As for Gallagher, he has already apologized for his role in the incident/fracas.
— GMS Racing (@GMSRacingLLC) June 27, 2016
FOX Sports 1 did attempt to get comments from both Townley and Gallagher after the incident. I’m unclear as to whether they caught up with Townley (it was unclear from the broadcast), but they did mention that Gallagher declined. They did try to get them, though. That counts for something.
Overall, I found the truck coverage to be more inclusive than what we got from Sonoma. There was a good amount of racing for position shown throughout the field and lots of enthusiasm from the booth. I did have a gripe, though. Early on, the booth was touting the great form that Ryan Truex was showing for HRE Motorsports. I look up, he’s third from last. He ends up finishing 11 laps down. What the deuce happened? This ruined Truex’s night.

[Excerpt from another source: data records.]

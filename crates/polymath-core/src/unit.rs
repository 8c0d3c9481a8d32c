//! Physical quantities.
//!
//! A [`Unit`] stores its magnitude in SI base units together with the
//! exponent vector of its base dimensions. The prefix and symbol it was
//! created with are display data only; two units are equal when their base
//! values and dimensions are.

use serde::{Deserialize, Serialize};
use std::fmt;

#[derive(Debug, Clone, Copy, PartialEq, Eq, Hash, Serialize, Deserialize)]
pub enum BaseDimension {
    Length,
    Mass,
    Time,
    Current,
    Temperature,
    LuminousIntensity,
    AmountOfSubstance,
    Angle,
    Bit,
}

impl BaseDimension {
    pub const COUNT: usize = 9;

    fn index(self) -> usize {
        self as usize
    }
}

/// Exponents of each base dimension, e.g. velocity is length^1 time^-1.
#[derive(Debug, Clone, Copy, PartialEq, Eq, Hash, Default, Serialize, Deserialize)]
pub struct Dimension(pub [i8; BaseDimension::COUNT]);

impl Dimension {
    pub fn of(base: BaseDimension) -> Self {
        let mut exps = [0; BaseDimension::COUNT];
        exps[base.index()] = 1;
        Dimension(exps)
    }
}

#[derive(Debug, Clone, Copy, PartialEq, Eq, Hash, Serialize, Deserialize)]
pub enum Prefix {
    None,
    Nano,
    Micro,
    Milli,
    Centi,
    Deci,
    Deca,
    Hecto,
    Kilo,
    Mega,
    Giga,
}

impl Prefix {
    const ALL: [Prefix; 11] = [
        Prefix::None,
        Prefix::Nano,
        Prefix::Micro,
        Prefix::Milli,
        Prefix::Centi,
        Prefix::Deci,
        Prefix::Deca,
        Prefix::Hecto,
        Prefix::Kilo,
        Prefix::Mega,
        Prefix::Giga,
    ];

    pub fn factor(self) -> f64 {
        match self {
            Prefix::None => 1.0,
            Prefix::Nano => 1e-9,
            Prefix::Micro => 1e-6,
            Prefix::Milli => 1e-3,
            Prefix::Centi => 1e-2,
            Prefix::Deci => 1e-1,
            Prefix::Deca => 1e1,
            Prefix::Hecto => 1e2,
            Prefix::Kilo => 1e3,
            Prefix::Mega => 1e6,
            Prefix::Giga => 1e9,
        }
    }

    pub fn symbol(self) -> &'static str {
        match self {
            Prefix::None => "",
            Prefix::Nano => "n",
            Prefix::Micro => "u",
            Prefix::Milli => "m",
            Prefix::Centi => "c",
            Prefix::Deci => "d",
            Prefix::Deca => "da",
            Prefix::Hecto => "h",
            Prefix::Kilo => "k",
            Prefix::Mega => "M",
            Prefix::Giga => "G",
        }
    }

    /// Prefixes that are powers of 1000; the only ones chosen automatically.
    pub fn is_scientific(self) -> bool {
        !matches!(self, Prefix::Centi | Prefix::Deci | Prefix::Deca | Prefix::Hecto)
    }
}

/// A named unit: its symbol, its size in SI base units and its dimension.
#[derive(Debug, Clone, Copy, PartialEq)]
pub struct UnitDef {
    pub symbol: &'static str,
    pub factor: f64,
    pub dimension: BaseDimension,
    pub prefixed: bool,
}

pub const UNITS: &[UnitDef] = &[
    UnitDef { symbol: "m", factor: 1.0, dimension: BaseDimension::Length, prefixed: true },
    UnitDef { symbol: "in", factor: 0.0254, dimension: BaseDimension::Length, prefixed: false },
    UnitDef { symbol: "g", factor: 1e-3, dimension: BaseDimension::Mass, prefixed: true },
    UnitDef { symbol: "s", factor: 1.0, dimension: BaseDimension::Time, prefixed: true },
    UnitDef { symbol: "A", factor: 1.0, dimension: BaseDimension::Current, prefixed: true },
    UnitDef { symbol: "K", factor: 1.0, dimension: BaseDimension::Temperature, prefixed: true },
    UnitDef { symbol: "cd", factor: 1.0, dimension: BaseDimension::LuminousIntensity, prefixed: true },
    UnitDef { symbol: "mol", factor: 1.0, dimension: BaseDimension::AmountOfSubstance, prefixed: true },
    UnitDef { symbol: "rad", factor: 1.0, dimension: BaseDimension::Angle, prefixed: true },
    UnitDef { symbol: "b", factor: 1.0, dimension: BaseDimension::Bit, prefixed: true },
];

#[derive(Debug, Clone, Serialize, Deserialize)]
pub struct Unit {
    /// Magnitude in SI base units; `None` for a bare unit such as `cm`.
    pub value: Option<f64>,
    pub dimension: Dimension,
    /// When set, display keeps `prefix` instead of choosing the best one.
    pub prefix_locked: bool,
    symbol: String,
    unit_factor: f64,
    prefixed: bool,
    prefix: Prefix,
}

impl Unit {
    /// `value` is given in the prefixed unit, e.g. `Unit::new(Some(5.0), Prefix::Centi, m)`.
    pub fn new(value: Option<f64>, prefix: Prefix, def: &UnitDef) -> Self {
        let prefix = if def.prefixed { prefix } else { Prefix::None };
        Unit {
            value: value.map(|v| v * prefix.factor() * def.factor),
            dimension: Dimension::of(def.dimension),
            prefix_locked: false,
            symbol: def.symbol.to_string(),
            unit_factor: def.factor,
            prefixed: def.prefixed,
            prefix,
        }
    }

    /// Looks `name` up in the built-in unit table, splitting off a prefix.
    pub fn from_symbol(value: Option<f64>, name: &str) -> Option<Unit> {
        if let Some(def) = UNITS.iter().find(|d| d.symbol == name) {
            return Some(Unit::new(value, Prefix::None, def));
        }
        Prefix::ALL.iter().filter(|p| **p != Prefix::None).find_map(|p| {
            let rest = name.strip_prefix(p.symbol())?;
            let def = UNITS.iter().find(|d| d.prefixed && d.symbol == rest)?;
            Some(Unit::new(value, *p, def))
        })
    }

    pub fn equal_base(&self, other: &Unit) -> bool {
        self.dimension == other.dimension
    }

    pub fn prefix(&self) -> Prefix {
        self.prefix
    }

    pub fn lock_prefix(mut self) -> Self {
        self.prefix_locked = true;
        self
    }

    pub fn unit_name(&self) -> String {
        format!("{}{}", self.prefix.symbol(), self.symbol)
    }

    /// Prefix used for display: the stored one when locked, otherwise the
    /// scientific prefix that brings the shown number closest to ~16.
    pub fn display_prefix(&self) -> Prefix {
        let abs = match self.value {
            Some(v) if v != 0.0 && v.is_finite() => (v / self.unit_factor).abs(),
            _ => return self.prefix,
        };
        if self.prefix_locked || !self.prefixed {
            return self.prefix;
        }
        let score = |p: Prefix| ((abs / p.factor()).log10() - 1.2).abs();
        let mut best = self.prefix;
        let mut best_score = score(best);
        for p in Prefix::ALL.iter().copied().filter(|p| p.is_scientific()) {
            let s = score(p);
            if s < best_score || (s == best_score && p.symbol().len() < best.symbol().len()) {
                best = p;
                best_score = s;
            }
        }
        best
    }
}

impl PartialEq for Unit {
    fn eq(&self, other: &Self) -> bool {
        self.value == other.value && self.dimension == other.dimension
    }
}

fn trim_float_noise(x: f64) -> f64 {
    format!("{x:.13e}").parse::<f64>().unwrap_or(x)
}

impl fmt::Display for Unit {
    fn fmt(&self, f: &mut fmt::Formatter<'_>) -> fmt::Result {
        let prefix = self.display_prefix();
        let name = format!("{}{}", prefix.symbol(), self.symbol);
        match self.value {
            Some(v) => {
                let shown = trim_float_noise(v / (prefix.factor() * self.unit_factor));
                write!(f, "{shown} {name}")
            }
            None => write!(f, "{name}"),
        }
    }
}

Rough night, had issues with the left front sway bar arm.. Had to go to the garage to fix it ?
— Ryan Truex (@Ryan_Truex) June 26, 2016
I’ve stated this multiple times in the past, and nothing has changed. You have to keep the viewers informed on everything going on. Truex started sixth and was one of the fastest guys early on, then nothing. That’s not acceptable.
Since the race ended after midnight, post-race coverage was quite brief. Viewers only got the top two finishers (Christopher Bell and Ben Rhodes) and winning crew chief Jerry Baxter, in addition to the points before leaving for Copa Tonight with the grandmaster of the cards, Fernando Fiore. Given the circumstances, I understand the move, but I would have liked to see more coverage. We had some great runs for other drivers, like Erik Jones driving to fifth with a beat up truck, Jordan Anderson finishing a career-best 11th, Travis Kvapil in 12th for MAKE Motorsports and more. At least Jones and maybe one or two others deserved some airtime.

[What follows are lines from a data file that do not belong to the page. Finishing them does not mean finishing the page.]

//! Dense, resizable n-dimensional storage.
//!
//! Cells are kept row-major in a flat buffer whose length is always the
//! product of `size`. Every dimension is at least 1, except for the empty
//! matrix, whose size is `[0]`.

use crate::error::{MathError, Result};
use crate::value::Value;
use serde::{Deserialize, Serialize};

#[derive(Debug, Clone, PartialEq, Serialize, Deserialize)]
pub struct Matrix {
    size: Vec<usize>,
    data: Vec<Value>,
}

fn strides(size: &[usize]) -> Vec<usize> {
    let mut st = vec![0; size.len()];
    let mut acc = 1usize;
    for i in (0..size.len()).rev() {
        st[i] = acc;
        acc *= size[i];
    }
    st
}

/// Number of cells for `size`. Every dimension must be positive and the
/// buffer must be addressable.
fn cell_count(op: &'static str, size: &[usize]) -> Result<usize> {
    let invalid = || MathError::InvalidSize { op, got: format!("{size:?}") };
    if size.is_empty() || size.contains(&0) {
        return Err(invalid());
    }
    let total = size.iter().try_fold(1usize, |acc, &d| acc.checked_mul(d)).ok_or_else(invalid)?;
    match total.checked_mul(std::mem::size_of::<Value>()) {
        Some(bytes) if bytes <= isize::MAX as usize => Ok(total),
        _ => Err(invalid()),
    }
}

impl Default for Matrix {
    fn default() -> Self {
        Self::new()
    }
}

impl Matrix {
    /// The empty matrix, size `[0]`.
    pub fn new() -> Self {
        Matrix { size: vec![0], data: Vec::new() }
    }

    pub fn filled(size: &[usize], default: Value) -> Result<Self> {
        let total = cell_count("resize", size)?;
        Ok(Matrix { size: size.to_vec(), data: vec![default; total] })
    }

    /// Builds a matrix from nested arrays. Nesting depth and lengths must be
    /// uniform; the shape is read along the first elements.
    pub fn from_nested(items: Vec<Value>) -> Result<Self> {
        if items.is_empty() {
            return Ok(Matrix::new());
        }
        let mut size = vec![items.len()];
        let mut head = items.first();
        while let Some(Value::Array(inner)) = head {
            size.push(inner.len());
            head = inner.first();
        }
        let total = cell_count("matrix", &size)?;
        let mut data = Vec::with_capacity(total);
        flatten_into(items, &size, 0, &mut data)?;
        Ok(Matrix { size, data })
    }

    pub fn size(&self) -> &[usize] {
        &self.size
    }

    pub fn is_empty(&self) -> bool {
        self.data.is_empty()
    }

    fn offset(&self, index: &[usize]) -> Result<usize> {
        let out_of_bounds = || MathError::IndexOutOfBounds { index: index.to_vec(), size: self.size.clone() };
        if index.len() != self.size.len() || index.iter().zip(&self.size).any(|(i, d)| i >= d) {
            return Err(out_of_bounds());
        }
        Ok(index.iter().zip(strides(&self.size)).map(|(i, s)| i * s).sum())
    }

    pub fn get(&self, index: &[usize]) -> Result<&Value> {
        let off = self.offset(index)?;
        Ok(&self.data[off])
    }

    pub fn set(&mut self, index: &[usize], value: Value) -> Result<()> {
        let off = self.offset(index)?;
        self.data[off] = value;
        Ok(())
    }

    /// Reallocates to `new_size`. Cells inside both the old and the new
    /// shape keep their value, new cells get `default`. When the rank
    /// changes, missing trailing coordinates are taken as 0.
    pub fn resize(&mut self, new_size: &[usize], default: Value) -> Result<()> {
        let total = cell_count("resize", new_size)?;
        let new_strides = strides(new_size);
        let old_strides = strides(&self.size);
        let mut old = std::mem::take(&mut self.data);
        let mut data = Vec::with_capacity(total);
        let mut index = vec![0usize; new_size.len()];
        for flat in 0..total {
            let mut rem = flat;
            for (k, s) in new_strides.iter().enumerate() {
                index[k] = rem / s;
                rem %= s;
            }
            let cell = self
                .old_offset(&index, &old_strides)
                .map(|off| std::mem::replace(&mut old[off], Value::Num(0.0)));
            data.push(cell.unwrap_or_else(|| default.clone()));
        }
        self.size = new_size.to_vec();
        self.data = data;
        Ok(())
    }

    fn old_offset(&self, index: &[usize], old_strides: &[usize]) -> Option<usize> {
        if index.len() > self.size.len() && index[self.size.len()..].iter().any(|&i| i != 0) {
            return None;
        }
        let mut off = 0;
        for (k, (&dim, &stride)) in self.size.iter().zip(old_strides).enumerate() {
            let coord = index.get(k).copied().unwrap_or(0);
            if coord >= dim {
                return None;
            }
            off += coord * stride;
        }
        Some(off)
    }

    /// Nested-array view of the cells.
    pub fn value_of(&self) -> Value {
        if self.data.is_empty() {
            return Value::Array(Vec::new());
        }
        nest(&self.data, &self.size)
    }

    pub fn map<F>(&self, mut f: F) -> Result<Matrix>
    where
        F: FnMut(&Value) -> Result<Value>,
    {
        let data = self.data.iter().map(&mut f).collect::<Result<Vec<_>>>()?;
        Ok(Matrix { size: self.size.clone(), data })
    }

    pub fn zip_map<F>(&self, other: &Matrix, mut f: F) -> Result<Matrix>
    where
        F: FnMut(&Value, &Value) -> Result<Value>,
    {
        if self.size != other.size {
            return Err(MathError::ShapeMismatch { lhs: self.size.clone(), rhs: other.size.clone() });
        }
        let data = self.data.iter().zip(&other.data).map(|(a, b)| f(a, b)).collect::<Result<Vec<_>>>()?;
        Ok(Matrix { size: self.size.clone(), data })
    }
}

fn ragged(size: &[usize], depth: usize, got: usize) -> MathError {
    let mut found = size[..depth].to_vec();
    found.push(got);
    MathError::ShapeMismatch { lhs: size[..=depth].to_vec(), rhs: found }
}

fn flatten_into(items: Vec<Value>, size: &[usize], depth: usize, out: &mut Vec<Value>) -> Result<()> {
    if items.len() != size[depth] {
        return Err(ragged(size, depth, items.len()));
    }
    let last = depth + 1 == size.len();
    for item in items {
        match (item, last) {
            (Value::Array(inner), false) => flatten_into(inner, size, depth + 1, out)?,
            (leaf, true) if !leaf.is_collection() => out.push(leaf),
            // a leaf above the innermost level, or an array below it
            _ => return Err(ragged(size, depth, 0)),
        }
    }
    Ok(())
}

fn nest(data: &[Value], size: &[usize]) -> Value {
    if size.len() == 1 {
        return Value::Array(data.to_vec());
    }
    let chunk = data.len() / size[0];
    Value::Array(data.chunks(chunk).map(|c| nest(c, &size[1..])).collect())
}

That’s all for this week. Next weekend, the NBC portion of the season begins in Daytona with both Sprint Cup and XFINITY races. This time, the Cup race is back on Saturday night where it belongs. Take it from someone who was there last year.
Sunday night after the 4th of July holiday does not work well. Doesn’t help that the start was delayed four hours and I had to fight morning rush hour traffic in order to get back to my buddy’s apartment in Orlando.

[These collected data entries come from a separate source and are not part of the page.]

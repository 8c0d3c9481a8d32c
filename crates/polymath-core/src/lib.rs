pub mod complex;
pub mod decimal;
pub mod error;
pub mod matrix;
pub mod pretty;
pub mod unit;
pub mod value;

pub use complex::Complex;
pub use decimal::{Decimal, DecimalContext};
pub use error::{MathError, Result};
pub use matrix::Matrix;
pub use pretty::format_value;
pub use unit::{BaseDimension, Dimension, Prefix, Unit, UnitDef};
pub use value::{TypeTag, Value};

NBC is going all-out to mark their return to NASCAR coverage, including a broadcast of the 2001 Pepsi 400 on Wednesday. Should be a good week. Outside of NASCAR, Formula One is in Austria, the Formula E season comes to an end in London, and the IMSA WeatherTech SportsCar Championship will be in Watkins Glen. Listings are in the TV Schedule tab.
This will be the first year since 2009 that I will not be in Daytona for the 4th of July. However, I will be in Watkins Glen covering the Sahlen’s Six Hours at the Glen for Frontstretch. Given the schedule, I will still be able to critique at least the Subway Firecracker 250 live from my room at the Microtel in Sayre, Pa. The Coke Zero 400 will be critiqued as well for next week’s edition of Couch Potato Tuesday here at Frontstretch. Honestly, at this point, I’ll be happy if NASCAR can get both races in without a rain delay. It’s been a couple of years since they’ve done that in July at Daytona.
I fully admit that there is a lot more than I’d like to talk about from these two broadcasts. However, the Stewart treatment and the Townley-Gallagher embarrassment took up way too much time this week. There was other good material that deserves its own space. That content will be covered in the Critic’s Annex.